→ **ACTION ITEM**: Write only the number of lines in the data that contain the word "slices".

→ **Stored data entries**:
-- Opening Marker --
//! NetCDF-backed attribute store, behind the `netcdf` cargo feature.
//!
//! Wraps an open NetCDF resource as an [`AttributeStore`] so grids can be
//! resolved straight from model output files.
//!
//! System requirements: libhdf5-dev libnetcdf-dev.

use std::path::Path;

use crate::error::{Result, SgridError};
use crate::model::{GridArray, GridModel};
use crate::resolve::load_grid;
use crate::slice::DimSlice;
use crate::store::AttributeStore;

/// [`AttributeStore`] over an open NetCDF dataset.
pub struct NetCdfStore {
    file: netcdf::File,
}

impl NetCdfStore {
    /// Open a NetCDF resource by path.
    pub fn open(path: impl AsRef<Path>) -> Result<Self> {
        let file = netcdf::open(path.as_ref())
            .map_err(|err| SgridError::read(format!("failed to open NetCDF resource: {err}")))?;
        Ok(Self { file })
    }

    fn variable(&self, name: &str) -> Result<netcdf::Variable<'_>> {
        self.file
            .variable(name)
            .ok_or_else(|| SgridError::VariableNotFound(name.to_string()))
    }
}

impl AttributeStore for NetCdfStore {
    fn list_dimensions(&self) -> Vec<(String, usize)> {
        self.file
            .dimensions()
            .map(|dim| (dim.name(), dim.len()))
            .collect()
    }

    fn list_variables(&self) -> Vec<String> {
        self.file.variables().map(|var| var.name()).collect()
    }

    fn get_attribute(&self, var: &str, key: &str) -> Option<String> {
        let variable = self.file.variable(var)?;
        // Probing the attribute list first avoids HDF5 error output for
        // optional attributes.
        if !variable.attributes().any(|attr| attr.name() == key) {
            return None;
        }
        let value = variable.attribute_value(key)?.ok()?;
        attribute_to_string(value)
    }

    fn variable_dimensions(&self, var: &str) -> Option<Vec<String>> {
        let variable = self.file.variable(var)?;
        Some(variable.dimensions().iter().map(|dim| dim.name()).collect())
    }

    fn read_variable(&self, var: &str) -> Result<GridArray> {
        let variable = self.variable(var)?;
        let shape: Vec<usize> = variable.dimensions().iter().map(|dim| dim.len()).collect();
        let values: Vec<f64> = variable
            .get_values(..)
            .map_err(|err| SgridError::read(format!("failed to read `{var}`: {err}")))?;
        Ok(GridArray::new(shape, values))
    }

    fn read_variable_sliced(&self, var: &str, slices: &[DimSlice]) -> Result<GridArray> {
        Ok(self.read_variable(var)?.slice(slices))
    }
}

/// Render a NetCDF attribute value in the textual form the resolver
/// consumes. Array-valued attributes have no textual form and yield
/// `None`.
fn attribute_to_string(value: netcdf::AttributeValue) -> Option<String> {
    use netcdf::AttributeValue::*;
    match value {
        Str(value) => Some(value),
        Uchar(value) => Some(value.to_string()),
        Schar(value) => Some(value.to_string()),
        Ushort(value) => Some(value.to_string()),
        Short(value) => Some(value.to_string()),
        Uint(value) => Some(value.to_string()),
        Int(value) => Some(value.to_string()),
        Ulonglong(value) => Some(value.to_string()),
        Longlong(value) => Some(value.to_string()),
        Float(value) => Some(value.to_string()),
        Double(value) => Some(value.to_string()),
        _ => None,
    }
}

/// Resolve a grid straight from a NetCDF resource.
pub fn load_grid_from_path(
    path: impl AsRef<Path>,
    topology_variable: Option<&str>,
) -> Result<GridModel> {
    let store = NetCdfStore::open(path)?;
    load_grid(&store, topology_variable)
}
-- Closing Marker --
→ **RESULT OF THE EXERCISE**: 2